Exercise objective: Produce an exact copy of the lines from the line containing "succeed without intervention." through the last line of the listing below, both ends included, and nothing else.

START Data in this exercise

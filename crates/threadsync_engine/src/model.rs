//! Persistent records owned by the state store.

use crate::error::{SyncError, SyncResult};
use chrono::{DateTime, Utc};
use serde::{Deserialize, Serialize};

/// Last synced state of one path.
#[derive(Debug, Clone, PartialEq, Eq, Serialize, Deserialize)]
#[serde(rename_all = "camelCase")]
pub struct FileRecord {
    /// Thread-relative path.
    pub path: String,
    /// Hex SHA-256 of the content last written or uploaded.
    pub sha256: String,
    /// Local modification time right after the last sync.
    pub mtime_utc: DateTime<Utc>,
    /// Size in bytes.
    pub size: u64,
    /// Server revision the local copy corresponds to.
    pub last_synced_revision_id: String,
    /// Id of the operation currently working on the path.
    #[serde(default, skip_serializing_if = "Option::is_none")]
    pub pending_operation: Option<String>,
}

/// Kind of transfer.
#[derive(Debug, Clone, Copy, PartialEq, Eq, Hash, Serialize, Deserialize)]
#[serde(rename_all = "snake_case")]
pub enum OperationKind {
    /// Remote to local.
    Download,
    /// Local to remote.
    Upload,
    /// Remote deletion.
    Delete,
}

/// Status of a journaled operation.
#[derive(Debug, Clone, Copy, PartialEq, Eq, Serialize, Deserialize)]
#[serde(rename_all = "snake_case")]
pub enum OperationStatus {
    /// In flight.
    Running,
    /// Finished.
    Success,
    /// Failed; see `retryable`.
    Error,
}

/// A journaled transfer.
///
/// Transitions are `running → success`, `running → error`, and `error →
/// running` through [`SyncOperation::retry`] when the failure was retryable.
/// Nothing leaves `success`.
#[derive(Debug, Clone, PartialEq, Eq, Serialize, Deserialize)]
#[serde(rename_all = "camelCase")]
pub struct SyncOperation {
    /// Unique id.
    pub id: String,
    /// Thread-relative path.
    pub path: String,
    /// Transfer kind.
    pub kind: OperationKind,
    /// Current status.
    pub status: OperationStatus,
    /// Number of retries so far.
    pub retry_count: u32,
    /// Whether the last error may be retried.
    #[serde(default)]
    pub retryable: bool,
    /// Last error message or other detail.
    #[serde(default, skip_serializing_if = "Option::is_none")]
    pub detail: Option<String>,
    /// Upload session reused when an interrupted upload resumes.
    #[serde(default, skip_serializing_if = "Option::is_none")]
    pub upload_id: Option<String>,
    /// Hash of the content being transferred.
    #[serde(default, skip_serializing_if = "Option::is_none")]
    pub content_sha256: Option<String>,
    /// When the operation was first started.
    pub started_at: DateTime<Utc>,
}

impl SyncOperation {
    /// Starts a new operation.
    pub fn start(kind: OperationKind, path: impl Into<String>) -> Self {
        Self {
            id: uuid::Uuid::new_v4().to_string(),
            path: path.into(),
            kind,
            status: OperationStatus::Running,
            retry_count: 0,
            retryable: false,
            detail: None,
            upload_id: None,
            content_sha256: None,
            started_at: Utc::now(),
        }
    }

    /// Marks the operation finished.
    pub fn succeed(&mut self) -> SyncResult<()> {
        self.expect_running("success")?;
        self.status = OperationStatus::Success;
        self.detail = None;
        Ok(())
    }

    /// Marks the operation failed.
    pub fn fail(&mut self, error: &SyncError) -> SyncResult<()> {
        self.expect_running("error")?;
        self.status = OperationStatus::Error;
        self.retryable = error.is_retryable();
        self.detail = Some(error.to_string());
        Ok(())
    }

    /// Moves a retryable failure back to running.
    pub fn retry(&mut self) -> SyncResult<()> {
        if self.status != OperationStatus::Error || !self.retryable {
            return Err(self.invalid("running"));
        }
        self.status = OperationStatus::Running;
        self.retry_count += 1;
        Ok(())
    }

    /// Returns true if the operation can be picked up again.
    pub fn is_resumable(&self) -> bool {
        match self.status {
            OperationStatus::Running => true,
            OperationStatus::Error => self.retryable,
            OperationStatus::Success => false,
        }
    }

    /// Journals an operation left `running` by a crash as a retryable error.
    pub fn mark_interrupted(&mut self) {
        if self.status == OperationStatus::Running {
            self.status = OperationStatus::Error;
            self.retryable = true;
            self.detail = Some("interrupted".to_string());
        }
    }

    fn expect_running(&self, to: &str) -> SyncResult<()> {
        if self.status == OperationStatus::Running {
            Ok(())
        } else {
            Err(self.invalid(to))
        }
    }

    fn invalid(&self, to: &str) -> SyncError {
        SyncError::InvalidStateTransition {
            from: format!("{:?}", self.status),
            to: to.to_string(),
        }
    }
}

/// How a conflict was (or is to be) resolved.
#[derive(Debug, Clone, Copy, PartialEq, Eq, Serialize, Deserialize)]
#[serde(rename_all = "snake_case")]
pub enum Resolution {
    /// Waiting for the user.
    Unresolved,
    /// Re-upload the parked local copy under the original path.
    PickLocal,
    /// Discard the parked local copy.
    PickRemote,
    /// Keep the parked copy as a separate file.
    KeepBoth,
}

impl Resolution {
    /// Parses a resolution name as typed by a user.
    pub fn parse(name: &str) -> Option<Self> {
        match name.trim().replace('-', "_").as_str() {
            "pick_local" | "local" => Some(Resolution::PickLocal),
            "pick_remote" | "remote" => Some(Resolution::PickRemote),
            "keep_both" | "both" => Some(Resolution::KeepBoth),
            _ => None,
        }
    }
}

/// A detected conflict.
#[derive(Debug, Clone, PartialEq, Eq, Serialize, Deserialize)]
#[serde(rename_all = "camelCase")]
pub struct ConflictRecord {
    /// Original path, which now holds the remote version (if any).
    pub path: String,
    /// Where the local copy was parked.
    pub conflict_path: String,
    /// Revision the local edit was based on (None for a never-synced file).
    #[serde(default, skip_serializing_if = "Option::is_none")]
    pub local_revision: Option<String>,
    /// Hash of the parked local copy.
    pub local_sha256: String,
    /// Remote revision at detection (None when the remote side deleted).
    #[serde(default, skip_serializing_if = "Option::is_none")]
    pub remote_revision: Option<String>,
    /// Detection time.
    pub detected_at: DateTime<Utc>,
    /// Current resolution.
    pub resolution: Resolution,
}

/// Calls whose outcome the idempotency ledger remembers.
#[derive(Debug, Clone, Copy, PartialEq, Eq, Serialize, Deserialize)]
#[serde(rename_all = "snake_case")]
pub enum IdempotentCall {
    /// A chunk upload.
    Chunk,
    /// An upload commit.
    Commit,
    /// A remote delete.
    Delete,
}

/// Stored outcome of an idempotent call.
#[derive(Debug, Clone, PartialEq, Eq, Serialize, Deserialize)]
#[serde(rename_all = "camelCase")]
pub struct IdempotencyEntry {
    /// Idempotency key.
    pub key: String,
    /// Call kind.
    pub operation_kind: IdempotentCall,
    /// Revision produced by the call, when it produced one.
    #[serde(default, skip_serializing_if = "Option::is_none")]
    pub outcome_revision_id: Option<String>,
}

impl IdempotencyEntry {
    /// Creates an entry.
    pub fn new(
        key: impl Into<String>,
        operation_kind: IdempotentCall,
        outcome_revision_id: Option<String>,
    ) -> Self {
        Self {
            key: key.into(),
            operation_kind,
            outcome_revision_id,
        }
    }
}

/// Error retained for display and manual retry.
#[derive(Debug, Clone, PartialEq, Eq, Serialize, Deserialize)]
#[serde(rename_all = "camelCase")]
pub struct LastError {
    /// Display message.
    pub message: String,
    /// Failing path, when known.
    #[serde(default, skip_serializing_if = "Option::is_none")]
    pub path: Option<String>,
    /// Whether a later pass may succeed without intervention.
    #[serde(default)]
    pub retryable: bool,
    /// When it happened.
    pub occurred_at: DateTime<Utc>,
}

impl LastError {
    /// Captures an error.
    pub fn from_error(error: &SyncError) -> Self {
        Self {
            message: error.to_string(),
            path: error.path().map(str::to_string),
            retryable: error.is_retryable(),
            occurred_at: Utc::now(),
        }
    }
}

END Data in this exercise

Output of the task:
    /// Whether a later pass may succeed without intervention.
    #[serde(default)]
    pub retryable: bool,
    /// When it happened.
    pub occurred_at: DateTime<Utc>,
}

impl LastError {
    /// Captures an error.
    pub fn from_error(error: &SyncError) -> Self {
        Self {
            message: error.to_string(),
            path: error.path().map(str::to_string),
            retryable: error.is_retryable(),
            occurred_at: Utc::now(),
        }
    }
}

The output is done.